— Помню! А что?!
Мы с Миленой встаем и уходим.
Семен остается один.
Мы знаем, если оглянуться, за тополиным пухом не увидать его тени.
XXXIII
Молча проходим мы с Миленой через город. Скоро уже и мой дом, надсадно болит сердце — не хочется расставаться. Я замедляю шаги, смотрю на нее, и она улыбается. Лучатся затуманенные слезой глаза, дрожит ямочка на подбородке и тонко трепещут ноздри, как у ее матери, когда я курил у них сигареты. Милена опирается на мой локоть и словно удерживает меня. Я останавливаюсь. Наваждение так сильно и реально, что я спрашиваю ее, воображаемую, вслух:
— Ты что?!
«Я не могу больше», — шепчет она.
«Что ты!..» — убеждаю я, пытаясь схватить ее за руку, а она ускользает, прячется за мою спину и растворяется в воздухе среди улицы.
«Пойдем, пойдем!..» — зову я, хотя уже и миража нет, осталось только ощущение мимолетного прикосновения ее щеки к плечу и шорох сиреневого платья, и скользящий шелест голубой прозрачно-переливчатой газовой косынки.
— Где же ты?
Я повторяю это вслух, машинально вынимая из кармана очки. Оглядываюсь… Оглядываюсь уже напрасно, уже чтобы посмотреть, не видел ли кто меня с очками…
Перед нашим домом между двух лип густо разросся куст белой розы. Идет мимо женщина, впереди нее прыгает девочка лет пяти. Ее синий бант замирает на лету, как синяя бабочка, и скачет с дорожки в сторону, к кусту. Маленькая рука тянется к матово-зеленому тугому бутону, из которого едва проклюнулись белые носики лепестков.
— Зачем ты? — спрашивает женщина, и детская рука нерешительно останавливается перед веткой.
Знакомая картина.
Так бывало, когда куст выкинул первую завязь. Мать моя боялась, что прохожие оборвут розу, не дав распуститься, и часто садилась за шторой раскрытого окна, караулила.

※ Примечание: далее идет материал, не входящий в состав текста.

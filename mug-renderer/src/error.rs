//! Renderer error types.

use thiserror::Error;

/// Result type for renderer operations.
pub type RenderResult<T> = Result<T, RenderError>;

/// Errors that can occur during rasterization.
#[derive(Debug, Error)]
pub enum RenderError {
    /// The scene's SVG projection could not be parsed.
    #[error("SVG parsing failed: {0}")]
    Svg(String),

    /// An embedded raster asset could not be read.
    #[error("Failed to load resource: {0}")]
    Resource(String),

    /// Pixel buffer allocation or rasterization failed.
    #[error("Frame render failed: {0}")]
    Frame(String),

    /// PNG encoding failed.
    #[error("PNG encoding failed: {0}")]
    Encode(String),
}

impl From<RenderError> for mug_core::CanvasError {
    fn from(e: RenderError) -> Self {
        Self::RenderFailure(e.to_string())
    }
}
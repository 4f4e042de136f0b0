use async_trait::async_trait;

use super::{Item, Result, ScanRequest};

/// A store that can evaluate a filtered scan over a table.
///
/// Implementations are shared between concurrent reads behind an `Arc`.
#[async_trait]
pub trait ScanStore: Send + Sync {
    /// Scans `request.table_name` and returns every item matching the filter.
    ///
    /// Item order is whatever the store returns.
    async fn scan(&self, request: &ScanRequest) -> Result<Vec<Item>>;
}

Если кто наклонялся к кусту, протягивал руку, она величественно поднимала штору и говорила из своего укрытия:
— Ай-яй-яй!.. Нехорошо как, некрасиво…
Точно так на наших с Миленой глазах она выговаривала девочке постарше, школьнице с пионерским галстуком, а та понуро стояла перед окном, перед матерью, наверное, как перед учительницей, краснела и ничего не говорила.

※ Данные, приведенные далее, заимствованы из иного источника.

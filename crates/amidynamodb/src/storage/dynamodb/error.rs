//! DynamoDB error mapping.
//!
//! Maps AWS SDK errors to `StoreError` from `amidynamodb_core::storage`.

use std::fmt::Debug;

use amidynamodb_core::storage::StoreError;
use aws_sdk_dynamodb::error::{DisplayErrorContext, SdkError};
use aws_sdk_dynamodb::operation::scan::ScanError;

/// Map a Scan SDK error to StoreError.
///
/// The message is the full SDK error chain, unmodified.
pub fn map_scan_error<R: Debug + Send + Sync + 'static>(err: SdkError<ScanError, R>) -> StoreError {
    let message = DisplayErrorContext(&err).to_string();

    let kind = match err.as_service_error() {
        Some(ScanError::ResourceNotFoundException(_)) => "table not found",
        Some(ScanError::ProvisionedThroughputExceededException(_)) => "throughput exceeded",
        Some(ScanError::RequestLimitExceeded(_)) => "request limit exceeded",
        Some(ScanError::InternalServerError(_)) => "internal server error",
        Some(_) => "service error",
        None => {
            tracing::warn!(error = %message, "DynamoDB scan did not reach the service");
            return StoreError::ConnectionFailed(message);
        }
    };

    tracing::warn!(kind, error = %message, "DynamoDB scan failed");
    StoreError::ScanFailed(message)
}
//! DynamoDB attribute conversion functions.
//!
//! Pure functions for converting between DynamoDB `AttributeValue`s and the
//! core value types. These are testable in isolation without DynamoDB access.

use std::collections::HashMap;

use amidynamodb_core::query::ExpressionValue;
use amidynamodb_core::storage::{Item, ItemValue};
use aws_sdk_dynamodb::types::AttributeValue;

/// Convert an expression value to its DynamoDB attribute value.
pub fn expression_value_to_attribute(value: &ExpressionValue) -> AttributeValue {
    match value {
        ExpressionValue::String(s) => AttributeValue::S(s.clone()),
        ExpressionValue::Bool(b) => AttributeValue::Bool(*b),
    }
}

/// Convert all substitution values of a scan.
pub fn expression_values_to_attributes(
    values: &HashMap<String, ExpressionValue>,
) -> HashMap<String, AttributeValue> {
    values
        .iter()
        .map(|(token, value)| (token.clone(), expression_value_to_attribute(value)))
        .collect()
}

/// Substitution values as sent with a scan.
///
/// DynamoDB rejects an empty ExpressionAttributeValues map, so no values is
/// sent as an absent map.
pub fn scan_expression_attribute_values(
    values: &HashMap<String, ExpressionValue>,
) -> Option<HashMap<String, AttributeValue>> {
    if values.is_empty() {
        return None;
    }
    Some(expression_values_to_attributes(values))
}

/// Convert a DynamoDB attribute value to an item value.
pub fn attribute_to_item_value(value: &AttributeValue) -> ItemValue {
    match value {
        AttributeValue::S(s) => ItemValue::S(s.clone()),
        AttributeValue::N(n) => ItemValue::N(n.clone()),
        AttributeValue::Bool(b) => ItemValue::Bool(*b),
        AttributeValue::Null(_) => ItemValue::Null,
        AttributeValue::B(_) => ItemValue::Unsupported("B".to_string()),
        AttributeValue::Bs(_) => ItemValue::Unsupported("BS".to_string()),
        AttributeValue::L(_) => ItemValue::Unsupported("L".to_string()),
        AttributeValue::M(_) => ItemValue::Unsupported("M".to_string()),
        AttributeValue::Ns(_) => ItemValue::Unsupported("NS".to_string()),
        AttributeValue::Ss(_) => ItemValue::Unsupported("SS".to_string()),
        _ => ItemValue::Unsupported("unknown".to_string()),
    }
}

/// Convert a DynamoDB item to an item.
pub fn attributes_to_item(item: &HashMap<String, AttributeValue>) -> Item {
    item.iter()
        .map(|(name, value)| (name.clone(), attribute_to_item_value(value)))
        .collect()
}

Наконец мать, утомленная собственной нравоучительной речью, милостиво разрешила:
— Сорви одну веточку, которая тебе понравилась, но больше так никогда не делай.
А Милена потом сказала мне, но так, чтобы слышала мать:
— Если розу не обрывать, она перестанет цвести, зачахнет. Странно, но она не любит этого…
Помню, мать смутилась, как та школьница, и тоже молчала сперва, затем отодвинула штору, вышла из укрытия и стала говорить, что она вовсе не против, но надо же подождать хоть, пока весь куст распустится… С тех пор розу ощипывали нещадно, а та год от году хорошела, распускалась так буйно, точно каждый раз это было ее первое цветение.